We use the exact technique described by [
2]. This reveals the sphenoid os on that side which is enlarged.
A generous posterior septectomy is performed to expose the vomer. When there is likelihood of intrasellar dissection wider exposure is required for the camera and instruments and this is achieved by a wide posterior ethmoidectomy. The bony opening over the dura extends to the medial carotids. Bony septa are drilled flat mindful that the median septum usually deviates laterally to overlie the carotid artery (See Fig.
1.)
The dural opening should allow as much intrasellar access laterally as possible. We use a X shaped incision.
As soon as the dura is opened tumour usually presents itself through the dural opening unless the target is a small adenoma.
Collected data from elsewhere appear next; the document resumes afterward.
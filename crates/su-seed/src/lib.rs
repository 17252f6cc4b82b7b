//! su-seed - Seed snapshot and restore pipelines for Seedup
//!
//! A seed set is a directory of `<schema>.<table>.csv` files captured from a
//! live database through session-temporary staging tables, optionally
//! curated by a `<name>.sql` query file, and replayed into a fresh database
//! between the baseline migration and the rest.

pub mod apply;
pub mod create;
pub mod error;
pub mod script;
mod seeder;

pub use apply::ApplyReport;
pub use create::{CreateOptions, CreateReport};
pub use error::{SeedError, SeedResult};
pub use script::SeedFile;
pub use seeder::Seeder;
Tumour is biopsied using either a ring curette or Deckers rongeurs. The tumour is debulked using ring curettes, staying in the inferior half of the tumour to avoid breaching the diaphragm (or inverted dome of tumour capsule). The capsule is held up with a small neurosurgical patty to allow full exploration of the sella. The medial cavernous sinus is examined with a Doppler probe to ensure we have explored as far lateral as possible.
After tumour excision we inject Floseal (Baxter) into the sella. (see Fig.
2). We place the septal flap over the bony and dural defect, directly onto bone. Small amounts of tisseel (Baxter) anchor the flap in place which is also then wedged in position using Nasopore forte (Polyganics).
If there has been a persistent low volume csf leak during the procedure we use an additional inlay graft of a dural substitute (Duraform, Codman). If the leak is from a visible defect in the diaphragm we place a small piece of Spongistan (Ferrosan) over the defect. If there has been a high volume csf leak we would use fat in the sella and fascia lata as inlay and onlay grafts.
If there is persistent csf rhinorrhoea we would explore the operative site to examine the cause of the leak. We have not used lumbar drains or bed rest.